My late morning start seems to have carried over from the winter, when it is pitch black until nearly 9am (so it felt permissible then), but this time of the year it looks like this by 6am:
I seem to go through cycles of being on top of things for a time, only to drift off course slowly until I suddenly wake up to the fact that something isn’t right. I realized that my typical day has started to look a lot like this:
- I wake up around 7-7:30 because I stayed up a little too late the night before
- I try to stuff an incredible number of things in between school drop off (at 9am) and pickup (3pm), including but not limited to: going on a run, cleaning the house, working 3 – 4 hours, eating lunch, running to the store, taking a shower.

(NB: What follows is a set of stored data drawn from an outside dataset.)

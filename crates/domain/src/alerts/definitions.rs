use crate::alerts::templates::AlertTemplate;
use crate::error::Result;
use chrono::{DateTime, Utc};
use corvus_shared::{CustomerId, UniverseId};
use serde::{Deserialize, Serialize};
use uuid::Uuid;

/// Customer alerting configuration
///
/// Per-template suppression switches plus the notification settings the
/// console exposes. A customer without stored configuration gets the defaults,
/// under which every eligible template is active.
#[derive(Debug, Clone, PartialEq, Serialize, Deserialize)]
pub struct AlertingConfig {
    pub send_alerts_to_vendor: bool,
    pub alerting_email: String,
    pub report_only_errors: bool,
    pub enable_clock_skew: bool,
}

impl Default for AlertingConfig {
    fn default() -> Self {
        Self {
            send_alerts_to_vendor: false,
            alerting_email: String::new(),
            report_only_errors: false,
            enable_clock_skew: true,
        }
    }
}

impl AlertingConfig {
    /// Whether this configuration suppresses the given template
    pub fn suppresses(&self, template: &AlertTemplate) -> bool {
        match template.suppression_switch() {
            Some("enable_clock_skew") => !self.enable_clock_skew,
            _ => false,
        }
    }
}

/// One active alert rule instantiated from a template for a universe
#[derive(Debug, Clone, PartialEq, Serialize, Deserialize)]
pub struct AlertDefinition {
    pub id: Uuid,
    pub customer_id: CustomerId,
    pub universe_id: UniverseId,
    pub name: String,
    /// Rule text with every placeholder token resolved
    pub query: String,
    pub active: bool,
    pub created_at: DateTime<Utc>,
}

impl AlertDefinition {
    pub fn from_template(
        template: &AlertTemplate,
        customer_id: CustomerId,
        universe_id: UniverseId,
        node_prefix: &str,
    ) -> Self {
        Self {
            id: Uuid::new_v4(),
            customer_id,
            universe_id,
            name: template.name().to_string(),
            query: template.build_query(node_prefix, template.default_threshold()),
            active: true,
            created_at: Utc::now(),
        }
    }
}

/// Port for the alert-definition store
#[async_trait::async_trait]
pub trait AlertDefinitionRepository: Send + Sync {
    async fn insert(&self, definition: AlertDefinition) -> Result<()>;
    async fn list_active(&self, universe_id: &UniverseId) -> Result<Vec<AlertDefinition>>;
}

/// Port for reading a customer's alerting configuration
#[async_trait::async_trait]
pub trait AlertingConfigStore: Send + Sync {
    /// Returns `None` when the customer has never stored alerting settings
    async fn for_customer(&self, customer_id: &CustomerId) -> Result<Option<AlertingConfig>>;
}

#[cfg(test)]
mod tests {
    use super::*;

    #[test]
    fn test_default_config_suppresses_nothing() {
        let config = AlertingConfig::default();
        for template in AlertTemplate::all() {
            assert!(!config.suppresses(template));
        }
    }

    #[test]
    fn test_disabled_clock_skew_suppresses_only_clock_skew() {
        let config = AlertingConfig {
            enable_clock_skew: false,
            ..AlertingConfig::default()
        };
        assert!(config.suppresses(&AlertTemplate::ClockSkew));
        assert!(!config.suppresses(&AlertTemplate::ReplicationLag));
        assert!(!config.suppresses(&AlertTemplate::MemoryConsumption));
    }

    #[test]
    fn test_definition_from_template_is_active_and_resolved() {
        let definition = AlertDefinition::from_template(
            &AlertTemplate::ReplicationLag,
            CustomerId::new(),
            UniverseId::new(),
            "yb-test-u1",
        );
        assert!(definition.active);
        assert_eq!(definition.name, "Replication Lag");
        assert!(definition.query.contains("yb-test-u1"));
        assert!(!definition.query.contains("__nodePrefix__"));
        assert!(!definition.query.contains("__value__"));
    }
}
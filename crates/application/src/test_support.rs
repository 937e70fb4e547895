//! Hand-rolled in-memory test doubles shared by the application-layer tests

use crate::commissioner::{SubtaskDeps, TaskCommissioner};
use corvus_domain::{
    AgentError, AlertDefinition, AlertDefinitionRepository, AlertingConfig, AlertingConfigStore,
    CloudProvider, ClusterAgent, ClusterIntent, ClusterRole, ClusterSpec, DeviceInfo,
    ProgressSnapshot, Result, TaskRecord, TaskRecordRepository, UniverseDirectory,
    UniverseTopology,
};
use corvus_shared::config::TaskEngineConfig;
use corvus_shared::{CustomerId, TaskId, UniverseId};
use std::collections::HashMap;
use std::sync::atomic::{AtomicUsize, Ordering};
use std::sync::Arc;
use std::time::Duration;
use tokio::sync::RwLock;
use uuid::Uuid;

#[derive(Default)]
pub struct MockTaskRecordRepository {
    records: RwLock<HashMap<TaskId, TaskRecord>>,
}

impl MockTaskRecordRepository {
    pub async fn count(&self) -> usize {
        self.records.read().await.len()
    }
}

#[async_trait::async_trait]
impl TaskRecordRepository for MockTaskRecordRepository {
    async fn save(&self, record: &TaskRecord) -> Result<()> {
        self.records
            .write()
            .await
            .insert(record.id.clone(), record.clone());
        Ok(())
    }

    async fn find_by_id(&self, task_id: &TaskId) -> Result<Option<TaskRecord>> {
        Ok(self.records.read().await.get(task_id).cloned())
    }

    async fn find_recent(
        &self,
        customer_id: &CustomerId,
        universe_id: Option<&UniverseId>,
        limit: usize,
    ) -> Result<Vec<TaskRecord>> {
        let records = self.records.read().await;
        let mut matching: Vec<TaskRecord> = records
            .values()
            .filter(|r| &r.customer_id == customer_id)
            .filter(|r| universe_id.is_none() || r.universe_id.as_ref() == universe_id)
            .cloned()
            .collect();
        matching.sort_by(|a, b| b.created_at.cmp(&a.created_at));
        matching.truncate(limit);
        Ok(matching)
    }

    async fn mark_completed(&self, task_id: &TaskId) -> Result<()> {
        if let Some(record) = self.records.write().await.get_mut(task_id) {
            record.mark_completed();
        }
        Ok(())
    }
}

#[derive(Default)]
pub struct MockAlertDefinitionRepository {
    rows: RwLock<Vec<AlertDefinition>>,
}

#[async_trait::async_trait]
impl AlertDefinitionRepository for MockAlertDefinitionRepository {
    async fn insert(&self, definition: AlertDefinition) -> Result<()> {
        self.rows.write().await.push(definition);
        Ok(())
    }

    async fn list_active(&self, universe_id: &UniverseId) -> Result<Vec<AlertDefinition>> {
        Ok(self
            .rows
            .read()
            .await
            .iter()
            .filter(|d| d.active && &d.universe_id == universe_id)
            .cloned()
            .collect())
    }
}

pub struct StaticUniverseDirectory {
    topology: UniverseTopology,
}

#[async_trait::async_trait]
impl UniverseDirectory for StaticUniverseDirectory {
    async fn get(&self, universe_id: &UniverseId) -> Result<Option<UniverseTopology>> {
        Ok((universe_id == &self.topology.universe_id).then(|| self.topology.clone()))
    }
}

pub struct StaticAlertingConfigStore {
    config: Option<AlertingConfig>,
}

#[async_trait::async_trait]
impl AlertingConfigStore for StaticAlertingConfigStore {
    async fn for_customer(&self, _customer_id: &CustomerId) -> Result<Option<AlertingConfig>> {
        Ok(self.config.clone())
    }
}

/// Cluster agent whose provisioning behavior is scripted per test
pub struct ScriptedClusterAgent {
    transient_provision_failures: AtomicUsize,
    permanent_provision_failure: Option<String>,
    provision_delay: Duration,
}

impl ScriptedClusterAgent {
    pub fn ok() -> Self {
        Self {
            transient_provision_failures: AtomicUsize::new(0),
            permanent_provision_failure: None,
            provision_delay: Duration::ZERO,
        }
    }

    /// Provisioning reports a transient failure `times` times, then succeeds
    pub fn failing_provision_times(times: usize) -> Self {
        Self {
            transient_provision_failures: AtomicUsize::new(times),
            ..Self::ok()
        }
    }

    pub fn permanent_provision_failure(cause: &str) -> Self {
        Self {
            permanent_provision_failure: Some(cause.to_string()),
            ..Self::ok()
        }
    }

    pub fn slow_provision(delay: Duration) -> Self {
        Self {
            provision_delay: delay,
            ..Self::ok()
        }
    }
}

#[async_trait::async_trait]
impl ClusterAgent for ScriptedClusterAgent {
    async fn provision_nodes(&self, _universe_id: &UniverseId) -> std::result::Result<(), AgentError> {
        if !self.provision_delay.is_zero() {
            tokio::time::sleep(self.provision_delay).await;
        }
        if let Some(cause) = &self.permanent_provision_failure {
            return Err(AgentError::Permanent(cause.clone()));
        }
        let remaining = self.transient_provision_failures.load(Ordering::SeqCst);
        if remaining > 0 {
            self.transient_provision_failures
                .store(remaining.saturating_sub(1), Ordering::SeqCst);
            return Err(AgentError::Transient("agent timeout".to_string()));
        }
        Ok(())
    }

    async fn await_servers_ready(&self, _universe_id: &UniverseId) -> std::result::Result<(), AgentError> {
        Ok(())
    }

    async fn apply_universe_config(&self, _universe_id: &UniverseId) -> std::result::Result<(), AgentError> {
        Ok(())
    }

    async fn decommission_nodes(&self, _universe_id: &UniverseId) -> std::result::Result<(), AgentError> {
        Ok(())
    }
}

/// Fully wired set of in-memory ports for commissioner tests
pub struct TestDeps {
    pub records: Arc<MockTaskRecordRepository>,
    pub alert_definitions: Arc<MockAlertDefinitionRepository>,
    pub cluster_agent: Arc<ScriptedClusterAgent>,
    pub universes: Arc<StaticUniverseDirectory>,
    pub alerting_configs: Arc<StaticAlertingConfigStore>,
    pub customer_id: CustomerId,
    pub universe_id: UniverseId,
}

impl TestDeps {
    pub fn new() -> Self {
        Self::with_agent(ScriptedClusterAgent::ok())
    }

    pub fn with_agent(agent: ScriptedClusterAgent) -> Self {
        let customer_id = CustomerId::new();
        let universe_id = UniverseId::new();
        Self {
            records: Arc::new(MockTaskRecordRepository::default()),
            alert_definitions: Arc::new(MockAlertDefinitionRepository::default()),
            cluster_agent: Arc::new(agent),
            universes: Arc::new(StaticUniverseDirectory {
                topology: test_topology(universe_id.clone()),
            }),
            alerting_configs: Arc::new(StaticAlertingConfigStore { config: None }),
            customer_id,
            universe_id,
        }
    }

    pub fn subtask_deps(&self) -> SubtaskDeps {
        SubtaskDeps {
            cluster_agent: self.cluster_agent.clone(),
            universes: self.universes.clone(),
            alerting_configs: self.alerting_configs.clone(),
            alert_definitions: self.alert_definitions.clone(),
        }
    }
}

pub fn test_topology(universe_id: UniverseId) -> UniverseTopology {
    UniverseTopology {
        universe_id,
        name: "prod-universe".to_string(),
        node_prefix: "yb-prod-universe".to_string(),
        clusters: vec![ClusterSpec {
            uuid: Uuid::new_v4(),
            role: ClusterRole::Primary,
            intent: ClusterIntent {
                provider: CloudProvider::Aws,
                instance_type: "c5.large".to_string(),
                num_nodes: 3,
                spot_price: 0.0,
                device_info: DeviceInfo {
                    num_volumes: 1,
                    volume_size_gb: 100,
                    disk_iops: None,
                    storage_tier: None,
                },
            },
        }],
        nodes: vec![],
    }
}

/// Install a test subscriber so failures print the engine's log output
pub fn init_tracing() {
    let _ = tracing_subscriber::fmt()
        .with_env_filter(
            tracing_subscriber::EnvFilter::try_from_default_env()
                .unwrap_or_else(|_| tracing_subscriber::EnvFilter::new("info")),
        )
        .with_test_writer()
        .try_init();
}

/// Fast-retry configuration for tests
pub fn test_config() -> TaskEngineConfig {
    TaskEngineConfig {
        task_history_limit: 6,
        subtask_max_retries: 2,
        retry_base_delay_ms: 1,
    }
}

/// Poll the ledger until a record's completion timestamp is set
pub async fn await_completed(records: &MockTaskRecordRepository, task_id: &TaskId) -> TaskRecord {
    for _ in 0..500 {
        if let Some(record) = records.find_by_id(task_id).await.unwrap() {
            if !record.is_pending() {
                return record;
            }
        }
        tokio::time::sleep(Duration::from_millis(5)).await;
    }
    panic!("task {} was never marked completed", task_id);
}

/// Poll a task's status until it reaches a terminal state
pub async fn await_terminal(commissioner: &TaskCommissioner, task_id: &TaskId) -> ProgressSnapshot {
    for _ in 0..500 {
        let snapshot = commissioner
            .get_status(task_id)
            .await
            .expect("task should be known to the commissioner");
        if snapshot.state.is_terminal() {
            return snapshot;
        }
        tokio::time::sleep(Duration::from_millis(5)).await;
    }
    panic!("task {} did not reach a terminal state", task_id);
}
// Corvus DB Platform - Infrastructure Layer
// Concrete adapters for the domain ports
// Modules:
// - repositories: in-memory task-record and alert-definition stores
// - catalogs: static pricing / instance-type catalogs, alerting-config store
// - agents: in-memory cluster agent
// - directory: in-memory universe directory

pub mod agents;
pub mod catalogs;
pub mod directory;
pub mod repositories;

#[cfg(test)]
mod tests;

pub use agents::*;
pub use catalogs::*;
pub use directory::*;
pub use repositories::*;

- I use my evening time to catch up on the things I wasn’t able to do fully in the middle of the day, and then feel annoyed that I can’t use the evening time for unwinding and catching up with friends, so I stay up later than I should to “make it up”
- Then I start all over again
I’ve essentially been only using two-thirds of my day: late morning/afternoon and late afternoon/evening.
In a bit of a seasonal shift, I’ve started to add back my mornings.
Turns out that making the smallest adjustment like getting up just an hour (or thirty minutes) earlier to read and get my run in before the kids get up has changed the complexion of the entire day. Suddenly, I don’t feel nearly as rushed. By the time the morning gauntlet starts, I’ve already ticked off something that’s important to me.
I’ve also started to plan my whole day out more intentionally: the early morning is for reading and exercise, the late morning/afternoon reserved for work and creative time, the late afternoon/evening for family, friends and relaxation.
If you were to ask me what my perfect day looks like, that would be it.
In doing this, I’ve realized that the most important thing is that I have these three parts of my day, not that they necessarily happen in that order. I can do my training and reading in the evenings if needed and use my morning for work and creative time.
None of this is possible, though, if I’m not using the whole day.